• Records for this exercise:

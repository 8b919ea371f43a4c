//! Recipe-template expansion.
//!
//! The build core never evaluates user code; it hands templates plus a
//! variable scope to an [`Expander`]. A scripting host can implement
//! the trait to evaluate `$(expr)` forms in its own language. The
//! bundled [`VarExpander`] resolves plain variable references, which is
//! all the rule language itself needs.

use std::collections::HashMap;

use crate::error::{KnitError, Result};

/// Resolves `$var` and `$(expr)` references inside one template string.
pub trait Expander {
    fn expand(&self, template: &str, scope: &VarScope) -> Result<String>;
}

/// A stack of variable tables searched front to back: node variables
/// (`input`, `output`, `match`, `dep`), then rule-set variables, then
/// CLI assignments, then the environment table.
#[derive(Debug, Default)]
pub struct VarScope<'a> {
    layers: Vec<&'a HashMap<String, String>>,
}

impl<'a> VarScope<'a> {
    pub fn new() -> Self {
        Self { layers: Vec::new() }
    }

    /// Add a layer below the existing ones.
    pub fn push(&mut self, layer: &'a HashMap<String, String>) -> &mut Self {
        self.layers.push(layer);
        self
    }

    pub fn get(&self, name: &str) -> Option<&str> {
        self.layers
            .iter()
            .find_map(|layer| layer.get(name).map(String::as_str))
    }
}

/// Plain variable substitution: `$name`, `$(name)`, and `$$` for a
/// literal dollar. Unknown variables expand to the empty string, so a
/// recipe can reference optional settings without guards. A `$` that
/// does not start a reference (e.g. shell's `$@`) is left alone.
#[derive(Debug, Default)]
pub struct VarExpander;

impl Expander for VarExpander {
    fn expand(&self, template: &str, scope: &VarScope) -> Result<String> {
        let mut out = String::with_capacity(template.len());
        let mut rest = template;

        while let Some(pos) = rest.find('$') {
            out.push_str(&rest[..pos]);
            rest = &rest[pos + 1..];

            if let Some(stripped) = rest.strip_prefix('$') {
                out.push('$');
                rest = stripped;
            } else if let Some(stripped) = rest.strip_prefix('(') {
                let close = stripped.find(')').ok_or_else(|| {
                    KnitError::Expand(format!("unclosed '$(' in '{}'", template))
                })?;
                let expr = stripped[..close].trim();
                if !is_identifier(expr) {
                    return Err(KnitError::Expand(format!(
                        "'$({})' needs a scripting host; only plain variables are supported here",
                        expr
                    )));
                }
                out.push_str(scope.get(expr).unwrap_or_default());
                rest = &stripped[close + 1..];
            } else {
                let len = ident_len(rest);
                if len == 0 {
                    out.push('$');
                } else {
                    out.push_str(scope.get(&rest[..len]).unwrap_or_default());
                    rest = &rest[len..];
                }
            }
        }
        out.push_str(rest);
        Ok(out)
    }
}

fn ident_len(s: &str) -> usize {
    let mut len = 0;
    for (i, c) in s.char_indices() {
        let ok = if i == 0 {
            c.is_ascii_alphabetic() || c == '_'
        } else {
            c.is_ascii_alphanumeric() || c == '_'
        };
        if !ok {
            break;
        }
        len = i + c.len_utf8();
    }
    len
}

fn is_identifier(s: &str) -> bool {
    // Dotted names (env.HOME) are valid inside `$(...)` only.
    !s.is_empty()
        && s.split('.').all(|part| {
            !part.is_empty() && ident_len(part) == part.len()
        })
}
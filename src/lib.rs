pub mod cli;
pub mod config;
pub mod db;
pub mod error;
pub mod exec;
pub mod expand;
pub mod graph;
pub mod printer;
pub mod rules;

pub use db::Db;
pub use error::{KnitError, Result};
pub use exec::{BuildOpts, Engine};
pub use graph::{Graph, Node};
pub use rules::{Rule, RuleSet};
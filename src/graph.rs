//! Graph construction: rule-set loading, meta-rule resolution, and node
//! binding.
//!
//! The builder turns a map of rule sets plus a requested target list
//! into a DAG of concrete build steps rooted at a synthetic `:all`
//! node. Meta rules are instantiated here, paths are normalized to
//! project-root-relative form, and recipes are expanded in a second
//! pass once the full prerequisite set of every node is known.

use std::collections::HashMap;
use std::fs;
use std::path::{Component, Path, PathBuf};

use tracing::debug;

use crate::db;
use crate::error::{KnitError, Result};
use crate::expand::{Expander, VarScope};
use crate::rules::{parse, Attrs, Rule, RuleSet, SourceLoc, Target};

/// Name of the root rule set.
pub const ROOT_SET: &str = "";

/// Name of the synthetic root target.
pub const ALL_TARGET: &str = ":all";

pub type NodeId = usize;

/// One concrete build step: a rule bound to specific targets, with
/// edges to the prerequisite nodes that must complete first.
#[derive(Debug, Clone)]
pub struct Node {
    /// All outputs of this step (more than one for a linked rule).
    pub targets: Vec<String>,
    /// Prerequisite paths, including plain source files without rules.
    pub prereqs: Vec<String>,
    /// Recipe lines. Templates until [`expand_recipes`] runs.
    pub recipe: Vec<String>,
    pub attrs: Attrs,
    pub loc: SourceLoc,
    /// Edges to prerequisite nodes.
    pub deps: Vec<NodeId>,
    /// Stable database identifier.
    pub id: u64,
    /// The `%` stem or whole regex match, for `$match`.
    pub match_text: String,
    /// Index of the declaring rule set, for variable scoping.
    pub set_idx: usize,
}

impl Node {
    pub fn is_virtual(&self) -> bool {
        self.attrs.virtual_
    }
}

#[derive(Debug)]
pub struct Graph {
    pub nodes: Vec<Node>,
    pub by_target: HashMap<String, NodeId>,
    pub root: NodeId,
}

impl Graph {
    pub fn node(&self, id: NodeId) -> &Node {
        &self.nodes[id]
    }

    /// Reverse adjacency: for each node, the nodes that depend on it.
    pub fn dependents(&self) -> Vec<Vec<NodeId>> {
        let mut rev = vec![Vec::new(); self.nodes.len()];
        for (id, node) in self.nodes.iter().enumerate() {
            for &dep in &node.deps {
                rev[dep].push(id);
            }
        }
        rev
    }
}

/// A block of rule text together with where it came from.
#[derive(Debug, Clone)]
pub struct RuleBlock {
    pub text: String,
    pub file: String,
    /// Directory of the declaring file, project-root-relative.
    pub dir: PathBuf,
}

/// Yields blocks of rule text by rule-set name. The scripting host
/// sits behind this seam; [`FileRuleSource`] is the plain-file
/// implementation.
pub trait RuleSource {
    fn rule_block(&mut self, name: &str) -> Result<Option<RuleBlock>>;
}

/// Loads `knitfile` (or `Knitfile`) blocks from the project tree: the
/// root set from the project root, referenced sets from their
/// subdirectories.
#[derive(Debug)]
pub struct FileRuleSource {
    project_root: PathBuf,
    root_file: PathBuf,
}

impl FileRuleSource {
    pub fn new(project_root: PathBuf, root_file: PathBuf) -> Self {
        Self {
            project_root,
            root_file,
        }
    }

    /// Search upward from `start` for the rule file, trying the given
    /// name and its first-letter-uppercased variant. Returns the
    /// project root and the rule file path.
    pub fn find_root(start: &Path, file_name: &str) -> Result<(PathBuf, PathBuf)> {
        let mut dir = start.to_path_buf();
        loop {
            for name in name_variants(file_name) {
                let candidate = dir.join(&name);
                if candidate.is_file() {
                    return Ok((dir, candidate));
                }
            }
            if !dir.pop() {
                return Err(KnitError::Config(format!(
                    "no {} found in {} or any parent directory",
                    file_name,
                    start.display()
                )));
            }
        }
    }
}

fn name_variants(name: &str) -> Vec<String> {
    let mut variants = vec![name.to_string()];
    let mut chars = name.chars();
    if let Some(first) = chars.next() {
        let upper: String = first.to_uppercase().chain(chars).collect();
        if upper != name {
            variants.push(upper);
        }
    }
    variants
}
use std::process;

fn main() {
    process::exit(knit::cli::run());
}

• About this exercise: When you transcribe the records above, keep every line exactly the same.

• Response area:
repository 8b919ea371f43a4c
//! Recipe-template expansion.
//!
//! The build core never evaluates user code; it hands templates plus a
//! variable scope to an [`Expander`]. A scripting host can implement
//! the trait to evaluate `$(expr)` forms in its own language. The
//! bundled [`VarExpander`] resolves plain variable references, which is
//! all the rule language itself needs.

use std::collections::HashMap;

use crate::error::{KnitError, Result};

/// Resolves `$var` and `$(expr)` references inside one template string.
pub trait Expander {
    fn expand(&self, template: &str, scope: &VarScope) -> Result<String>;
}

/// A stack of variable tables searched front to back: node variables
/// (`input`, `output`, `match`, `dep`), then rule-set variables, then
/// CLI assignments, then the environment table.
#[derive(Debug, Default)]
pub struct VarScope<'a> {
    layers: Vec<&'a HashMap<String, String>>,
}

impl<'a> VarScope<'a> {
    pub fn new() -> Self {
        Self { layers: Vec::new() }
    }

    /// Add a layer below the existing ones.
    pub fn push(&mut self, layer: &'a HashMap<String, String>) -> &mut Self {
        self.layers.push(layer);
        self
    }

    pub fn get(&self, name: &str) -> Option<&str> {
        self.layers
            .iter()
            .find_map(|layer| layer.get(name).map(String::as_str))
    }
}

/// Plain variable substitution: `$name`, `$(name)`, and `$$` for a
/// literal dollar. Unknown variables expand to the empty string, so a
/// recipe can reference optional settings without guards. A `$` that
/// does not start a reference (e.g. shell's `$@`) is left alone.
#[derive(Debug, Default)]
pub struct VarExpander;

impl Expander for VarExpander {
    fn expand(&self, template: &str, scope: &VarScope) -> Result<String> {
        let mut out = String::with_capacity(template.len());
        let mut rest = template;

        while let Some(pos) = rest.find('$') {
            out.push_str(&rest[..pos]);
            rest = &rest[pos + 1..];

            if let Some(stripped) = rest.strip_prefix('$') {
                out.push('$');
                rest = stripped;
            } else if let Some(stripped) = rest.strip_prefix('(') {
                let close = stripped.find(')').ok_or_else(|| {
                    KnitError::Expand(format!("unclosed '$(' in '{}'", template))
                })?;
                let expr = stripped[..close].trim();
                if !is_identifier(expr) {
                    return Err(KnitError::Expand(format!(
                        "'$({})' needs a scripting host; only plain variables are supported here",
                        expr
                    )));
                }
                out.push_str(scope.get(expr).unwrap_or_default());
                rest = &stripped[close + 1..];
            } else {
                let len = ident_len(rest);
                if len == 0 {
                    out.push('$');
                } else {
                    out.push_str(scope.get(&rest[..len]).unwrap_or_default());
                    rest = &rest[len..];
                }
            }
        }
        out.push_str(rest);
        Ok(out)
    }
}

fn ident_len(s: &str) -> usize {
    let mut len = 0;
    for (i, c) in s.char_indices() {
        let ok = if i == 0 {
            c.is_ascii_alphabetic() || c == '_'
        } else {
            c.is_ascii_alphanumeric() || c == '_'
        };
        if !ok {
            break;
        }
        len = i + c.len_utf8();
    }
    len
}

fn is_identifier(s: &str) -> bool {
    // Dotted names (env.HOME) are valid inside `$(...)` only.
    !s.is_empty()
        && s.split('.').all(|part| {
            !part.is_empty() && ident_len(part) == part.len()
        })
}
filename src/lib.rs
pub mod cli;
pub mod config;
pub mod db;
pub mod error;
pub mod exec;
pub mod expand;
pub mod graph;
pub mod printer;
pub mod rules;

pub use db::Db;
pub use error::{KnitError, Result};
pub use exec::{BuildOpts, Engine};
pub use graph::{Graph, Node};
pub use rules::{Rule, RuleSet};
filename src/graph.rs
//! Graph construction: rule-set loading, meta-rule resolution, and node
//! binding.
//!
//! The builder turns a map of rule sets plus a requested target list
//! into a DAG of concrete build steps rooted at a synthetic `:all`
//! node. Meta rules are instantiated here, paths are normalized to
//! project-root-relative form, and recipes are expanded in a second
//! pass once the full prerequisite set of every node is known.

use std::collections::HashMap;
use std::fs;
use std::path::{Component, Path, PathBuf};

use tracing::debug;

use crate::db;
use crate::error::{KnitError, Result};
use crate::expand::{Expander, VarScope};
use crate::rules::{parse, Attrs, Rule, RuleSet, SourceLoc, Target};

/// Name of the root rule set.
pub const ROOT_SET: &str = "";

/// Name of the synthetic root target.
pub const ALL_TARGET: &str = ":all";

pub type NodeId = usize;

/// One concrete build step: a rule bound to specific targets, with
/// edges to the prerequisite nodes that must complete first.
#[derive(Debug, Clone)]
pub struct Node {
    /// All outputs of this step (more than one for a linked rule).
    pub targets: Vec<String>,
    /// Prerequisite paths, including plain source files without rules.
    pub prereqs: Vec<String>,
    /// Recipe lines. Templates until [`expand_recipes`] runs.
    pub recipe: Vec<String>,
    pub attrs: Attrs,
    pub loc: SourceLoc,
    /// Edges to prerequisite nodes.
    pub deps: Vec<NodeId>,
    /// Stable database identifier.
    pub id: u64,
    /// The `%` stem or whole regex match, for `$match`.
    pub match_text: String,
    /// Index of the declaring rule set, for variable scoping.
    pub set_idx: usize,
}

impl Node {
    pub fn is_virtual(&self) -> bool {
        self.attrs.virtual_
    }
}

#[derive(Debug)]
pub struct Graph {
    pub nodes: Vec<Node>,
    pub by_target: HashMap<String, NodeId>,
    pub root: NodeId,
}

impl Graph {
    pub fn node(&self, id: NodeId) -> &Node {
        &self.nodes[id]
    }

    /// Reverse adjacency: for each node, the nodes that depend on it.
    pub fn dependents(&self) -> Vec<Vec<NodeId>> {
        let mut rev = vec![Vec::new(); self.nodes.len()];
        for (id, node) in self.nodes.iter().enumerate() {
            for &dep in &node.deps {
                rev[dep].push(id);
            }
        }
        rev
    }
}

/// A block of rule text together with where it came from.
#[derive(Debug, Clone)]
pub struct RuleBlock {
    pub text: String,
    pub file: String,
    /// Directory of the declaring file, project-root-relative.
    pub dir: PathBuf,
}

/// Yields blocks of rule text by rule-set name. The scripting host
/// sits behind this seam; [`FileRuleSource`] is the plain-file
/// implementation.
pub trait RuleSource {
    fn rule_block(&mut self, name: &str) -> Result<Option<RuleBlock>>;
}

/// Loads `knitfile` (or `Knitfile`) blocks from the project tree: the
/// root set from the project root, referenced sets from their
/// subdirectories.
#[derive(Debug)]
pub struct FileRuleSource {
    project_root: PathBuf,
    root_file: PathBuf,
}

impl FileRuleSource {
    pub fn new(project_root: PathBuf, root_file: PathBuf) -> Self {
        Self {
            project_root,
            root_file,
        }
    }

    /// Search upward from `start` for the rule file, trying the given
    /// name and its first-letter-uppercased variant. Returns the
    /// project root and the rule file path.
    pub fn find_root(start: &Path, file_name: &str) -> Result<(PathBuf, PathBuf)> {
        let mut dir = start.to_path_buf();
        loop {
            for name in name_variants(file_name) {
                let candidate = dir.join(&name);
                if candidate.is_file() {
                    return Ok((dir, candidate));
                }
            }
            if !dir.pop() {
                return Err(KnitError::Config(format!(
                    "no {} found in {} or any parent directory",
                    file_name,
                    start.display()
                )));
            }
        }
    }
}

fn name_variants(name: &str) -> Vec<String> {
    let mut variants = vec![name.to_string()];
    let mut chars = name.chars();
    if let Some(first) = chars.next() {
        let upper: String = first.to_uppercase().chain(chars).collect();
        if upper != name {
            variants.push(upper);
        }
    }
    variants
}
use std::process;

fn main() {
    process::exit(knit::cli::run());
}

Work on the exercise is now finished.